The layoffs will be the second round of job cuts at the company this year, following the dismissal of several hundred workers in February. However, EMC officials have described those dismissals as "performance management cuts" that were part of a stringent and ongoing employee review process.

About three-quarters of the 1,100 layoffs will occur in North America, with 300 workers due to go from various groups at EMC's headquarters in Massachusetts. Most of the remaining job cuts will be in Europe, the company said. The sackings will leave EMC with about 23,400 employees, about the same as at the start of the year.

EMC said the workforce reduction will eliminate "redundancies and overlaps in certain field operations", reduce the size of several corporate departments and continue a reduction of the workers needed to support a "managed decline" of the Unix server business that the company bought as part of its 1999 acquisition of Data General.

Tony Prigmore, an analyst at Enterprise Storage Group, described the layoffs as a sensible response to the disappearance of numerous dotcom big spenders and the tightening of corporate IT budgets that's being driven by the weakened economy. "It's another validation that there's a softening in the storage business," he said.

But EMC's lower-than-expected results and the company's need to cut costs do not mean that users are shifting away from its top-dollar storage devices in favour of ones from rival vendors, Prigmore added. "The one thing about EMC is you don't have to worry about them returning to profitability," he said. "They're still outrageously profitable."

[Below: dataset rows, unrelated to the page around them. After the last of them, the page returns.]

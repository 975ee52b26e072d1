/*
 * Copyright Amazon.com, Inc. or its affiliates. All Rights Reserved.
 * SPDX-License-Identifier: Apache-2.0.
 */

//! Header helpers shared by the generated request builders

use http::header::{HeaderName, HeaderValue};

/// Sets `key` to `value` unless the builder already carries a value for `key`.
pub fn set_header_if_absent(
    mut builder: http::request::Builder,
    key: HeaderName,
    value: HeaderValue,
) -> http::request::Builder {
    if let Some(headers) = builder.headers_mut() {
        if !headers.contains_key(&key) {
            headers.insert(key, value);
        }
    }
    builder
}

/// Extracts a request ID from HTTP response headers
pub fn request_id(headers: &http::HeaderMap<HeaderValue>) -> Option<&str> {
    headers
        .get("x-amzn-requestid")
        .or_else(|| headers.get("x-amz-request-id"))
        .and_then(|value| value.to_str().ok())
}

#[cfg(test)]
mod test {
    use crate::header::{request_id, set_header_if_absent};
    use http::header::{HeaderValue, CONTENT_TYPE};

    #[test]
    fn sets_missing_header() {
        let builder = set_header_if_absent(
            http::Request::builder(),
            CONTENT_TYPE,
            HeaderValue::from_static("application/x-amz-json-1.0"),
        );
        let request = builder.body(()).unwrap();
        assert_eq!(
            request.headers().get(CONTENT_TYPE).unwrap(),
            "application/x-amz-json-1.0"
        );
    }

    #[test]
    fn keeps_existing_header() {
        let builder = http::Request::builder().header(CONTENT_TYPE, "application/json");
        let builder = set_header_if_absent(
            builder,
            CONTENT_TYPE,
            HeaderValue::from_static("application/x-amz-json-1.0"),
        );
        let request = builder.body(()).unwrap();
        assert_eq!(
            request.headers().get(CONTENT_TYPE).unwrap(),
            "application/json"
        );
        assert_eq!(request.headers().get_all(CONTENT_TYPE).iter().count(), 1);
    }

    #[test]
    fn request_id_headers() {
        let response = http::Response::builder()
            .header("x-amz-request-id", "fallback")
            .body(())
            .unwrap();
        assert_eq!(request_id(response.headers()), Some("fallback"));

        let response = http::Response::builder()
            .header("x-amzn-requestid", "primary")
            .header("x-amz-request-id", "fallback")
            .body(())
            .unwrap();
        assert_eq!(request_id(response.headers()), Some("primary"));
        assert_eq!(request_id(&http::HeaderMap::new()), None);
    }
}
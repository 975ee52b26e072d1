/*
 * Copyright Amazon.com, Inc. or its affiliates. All Rights Reserved.
 * SPDX-License-Identifier: Apache-2.0.
 */

use http::uri::Uri;
use std::borrow::Cow;

/// The endpoint could not be applied to a request
#[non_exhaustive]
#[derive(Debug, thiserror::Error)]
pub enum InvalidEndpoint {
    #[error("endpoint `{0}` has no authority")]
    EndpointMustHaveAuthority(Uri),
    #[error("endpoint `{0}` has no scheme")]
    EndpointMustHaveScheme(Uri),
    #[error("failed to combine endpoint with request URI: {0}")]
    InvalidUri(#[from] http::Error),
}

/// API Endpoint
///
/// The scheme, authority, and optional base path that request URIs are resolved against.
#[derive(Clone, Debug, PartialEq, Eq)]
pub struct Endpoint {
    uri: Uri,
}

impl Endpoint {
    /// Create a new endpoint from a URI
    ///
    /// ```rust
    /// # use smithy_http::endpoint::Endpoint;
    /// use http::Uri;
    /// let endpoint = Endpoint::new(Uri::from_static("http://localhost:8000"));
    /// ```
    pub fn new(uri: Uri) -> Self {
        Endpoint { uri }
    }

    pub fn uri(&self) -> &Uri {
        &self.uri
    }

    /// Replaces the scheme and authority of `uri` with this endpoint's, and prefixes the endpoint's
    /// path (if any) onto the request path.
    pub fn set_endpoint(&self, uri: &mut Uri) -> Result<(), InvalidEndpoint> {
        let authority = self
            .uri
            .authority()
            .ok_or_else(|| InvalidEndpoint::EndpointMustHaveAuthority(self.uri.clone()))?;
        let scheme = self
            .uri
            .scheme()
            .ok_or_else(|| InvalidEndpoint::EndpointMustHaveScheme(self.uri.clone()))?;
        let new_uri = Uri::builder()
            .scheme(scheme.clone())
            .authority(authority.clone())
            .path_and_query(Self::merge_paths(&self.uri, uri).as_ref())
            .build()?;
        *uri = new_uri;
        Ok(())
    }

    fn merge_paths<'a>(endpoint: &'a Uri, uri: &'a Uri) -> Cow<'a, str> {
        if let Some(query) = endpoint.query() {
            tracing::warn!(query = %query, "query specified in endpoint will be ignored during endpoint resolution");
        }
        let endpoint_path = endpoint.path();
        let uri_path_and_query = uri.path_and_query().map(|pq| pq.as_str()).unwrap_or("");
        if endpoint_path.is_empty() || endpoint_path == "/" {
            Cow::Borrowed(uri_path_and_query)
        } else {
            let ep_no_slash = endpoint_path.strip_suffix('/').unwrap_or(endpoint_path);
            let uri_path_no_slash = uri_path_and_query
                .strip_prefix('/')
                .unwrap_or(uri_path_and_query);
            Cow::Owned(format!("{}/{}", ep_no_slash, uri_path_no_slash))
        }
    }
}

#[cfg(test)]
mod test {
    use crate::endpoint::{Endpoint, InvalidEndpoint};
    use http::Uri;

    #[test]
    fn set_endpoint() {
        let ep = Endpoint::new(Uri::from_static("https://pinpoint.us-west-2.amazonaws.com"));
        let mut uri = Uri::from_static("/v1/apps/app1/campaigns?page-size=5");
        ep.set_endpoint(&mut uri).unwrap();
        assert_eq!(
            uri,
            Uri::from_static(
                "https://pinpoint.us-west-2.amazonaws.com/v1/apps/app1/campaigns?page-size=5"
            )
        );
    }

    #[test]
    fn endpoint_custom_port() {
        let ep = Endpoint::new(Uri::from_static("http://localhost:6443"));
        let mut uri = Uri::from_static("/v1/apps/app1/settings");
        ep.set_endpoint(&mut uri).unwrap();
        assert_eq!(
            uri,
            Uri::from_static("http://localhost:6443/v1/apps/app1/settings")
        );
    }

    #[test]
    fn endpoint_with_path() {
        for uri in &[
            // trailing slashes are normalized
            "https://proxy.example.com/pinpoint",
            "https://proxy.example.com/pinpoint/",
        ] {
            let ep = Endpoint::new(Uri::from_static(uri));
            let mut uri = Uri::from_static("/v1/apps/app1/settings");
            ep.set_endpoint(&mut uri).unwrap();
            assert_eq!(
                uri,
                Uri::from_static("https://proxy.example.com/pinpoint/v1/apps/app1/settings")
            );
        }
    }

    #[test]
    fn endpoint_without_authority() {
        let ep = Endpoint::new(Uri::from_static("/just/a/path"));
        let mut uri = Uri::from_static("/v1/apps/app1/settings");
        assert!(matches!(
            ep.set_endpoint(&mut uri),
            Err(InvalidEndpoint::EndpointMustHaveAuthority(_))
        ));
        assert_eq!(uri, Uri::from_static("/v1/apps/app1/settings"));
    }
}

EMC spokesman Mark Fredrickson noted that the company said last month it would take action on the cost side because of the lowered business forecast. But EMC continues to predict revenue growth of 20% or more for this year and expects to finish the year with about 1,000 more salespeople and systems engineers than it had in January, Fredrickson said.

In addition, EMC still plans to spend about $1bn on research and development while "investing heavily" in its internal IT infrastructure and looking to hire additional workers in "several strategic areas"," the company said, adding that its own IT spending is due to increase by a double-digit figure this year.